ABOUT THIS TASK
All of the entries below need to be repeated exactly.

Stored items
"""

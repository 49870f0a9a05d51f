#![deny(unsafe_code)]

use std::collections::BTreeMap;

use serde::{Deserialize, Serialize};

use crate::cell::CellValue;
use crate::dataset::{SITE_ID, STUDY_NAME, SUBJECT_ID};
use crate::ids::DatasetId;

/// Canonical column to cleaned scalar value. Absent keys read as null.
#[derive(Debug, Clone, Default, PartialEq, Serialize, Deserialize)]
pub struct NormalizedRow {
    pub cells: BTreeMap<String, CellValue>,
}

impl NormalizedRow {
    pub fn get(&self, column: &str) -> &CellValue {
        const EMPTY: &CellValue = &CellValue::Empty;
        self.cells.get(column).unwrap_or(EMPTY)
    }

    pub fn set(&mut self, column: impl Into<String>, value: CellValue) {
        self.cells.insert(column.into(), value);
    }

    /// Text of a column, or `None` when the cell is blank.
    pub fn text(&self, column: &str) -> Option<String> {
        self.get(column).as_text_non_blank()
    }

    pub fn subject_id(&self) -> Option<String> {
        self.text(SUBJECT_ID)
    }
}

/// The rows extracted from one sheet, ready for persistence.
#[derive(Debug, Clone, PartialEq, Serialize, Deserialize)]
pub struct NormalizedTable {
    pub dataset: DatasetId,
    /// Destination table name.
    pub table: String,
    /// Resolved canonical columns, in synonym-table order.
    pub columns: Vec<String>,
    pub rows: Vec<NormalizedRow>,
}

impl NormalizedTable {
    pub fn new(dataset: DatasetId, table: impl Into<String>, columns: Vec<String>) -> Self {
        Self {
            dataset,
            table: table.into(),
            columns,
            rows: Vec::new(),
        }
    }

    pub fn push_row(&mut self, row: NormalizedRow) {
        self.rows.push(row);
    }

    pub fn len(&self) -> usize {
        self.rows.len()
    }

    pub fn is_empty(&self) -> bool {
        self.rows.is_empty()
    }

    pub fn has_column(&self, column: &str) -> bool {
        self.columns.iter().any(|c| c == column)
    }
}

/// Participant entity that fact rows reference.
#[derive(Debug, Clone, PartialEq, Eq, Serialize, Deserialize)]
pub struct Subject {
    pub subject_id: String,
    pub site_id: Option<String>,
    pub study_name: Option<String>,
}

impl Subject {
    pub fn new(subject_id: impl Into<String>) -> Self {
        Self {
            subject_id: subject_id.into(),
            site_id: None,
            study_name: None,
        }
    }

    /// Builds a subject from a normalized row, taking site and study when present.
    pub fn from_row(row: &NormalizedRow) -> Option<Self> {
        let subject_id = row.subject_id()?;
        Some(Self {
            subject_id,
            site_id: row.text(SITE_ID),
            study_name: row.text(STUDY_NAME),
        })
    }
}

"""

RESULT OF THIS TASK
repository 49870f0a9a05d51f
#![deny(unsafe_code)]

use std::collections::BTreeMap;

use serde::{Deserialize, Serialize};

use crate::cell::CellValue;
use crate::dataset::{SITE_ID, STUDY_NAME, SUBJECT_ID};
use crate::ids::DatasetId;

/// Canonical column to cleaned scalar value. Absent keys read as null.
#[derive(Debug, Clone, Default, PartialEq, Serialize, Deserialize)]
pub struct NormalizedRow {
    pub cells: BTreeMap<String, CellValue>,
}

impl NormalizedRow {
    pub fn get(&self, column: &str) -> &CellValue {
        const EMPTY: &CellValue = &CellValue::Empty;
        self.cells.get(column).unwrap_or(EMPTY)
    }

    pub fn set(&mut self, column: impl Into<String>, value: CellValue) {
        self.cells.insert(column.into(), value);
    }

    /// Text of a column, or `None` when the cell is blank.
    pub fn text(&self, column: &str) -> Option<String> {
        self.get(column).as_text_non_blank()
    }

    pub fn subject_id(&self) -> Option<String> {
        self.text(SUBJECT_ID)
    }
}

/// The rows extracted from one sheet, ready for persistence.
#[derive(Debug, Clone, PartialEq, Serialize, Deserialize)]
pub struct NormalizedTable {
    pub dataset: DatasetId,
    /// Destination table name.
    pub table: String,
    /// Resolved canonical columns, in synonym-table order.
    pub columns: Vec<String>,
    pub rows: Vec<NormalizedRow>,
}

impl NormalizedTable {
    pub fn new(dataset: DatasetId, table: impl Into<String>, columns: Vec<String>) -> Self {
        Self {
            dataset,
            table: table.into(),
            columns,
            rows: Vec::new(),
        }
    }

    pub fn push_row(&mut self, row: NormalizedRow) {
        self.rows.push(row);
    }

    pub fn len(&self) -> usize {
        self.rows.len()
    }

    pub fn is_empty(&self) -> bool {
        self.rows.is_empty()
    }

    pub fn has_column(&self, column: &str) -> bool {
        self.columns.iter().any(|c| c == column)
    }
}

/// Participant entity that fact rows reference.
#[derive(Debug, Clone, PartialEq, Eq, Serialize, Deserialize)]
pub struct Subject {
    pub subject_id: String,
    pub site_id: Option<String>,
    pub study_name: Option<String>,
}

impl Subject {
    pub fn new(subject_id: impl Into<String>) -> Self {
        Self {
            subject_id: subject_id.into(),
            site_id: None,
            study_name: None,
        }
    }

    /// Builds a subject from a normalized row, taking site and study when present.
    pub fn from_row(row: &NormalizedRow) -> Option<Self> {
        let subject_id = row.subject_id()?;
        Some(Self {
            subject_id,
            site_id: row.text(SITE_ID),
            study_name: row.text(STUDY_NAME),
        })
    }
}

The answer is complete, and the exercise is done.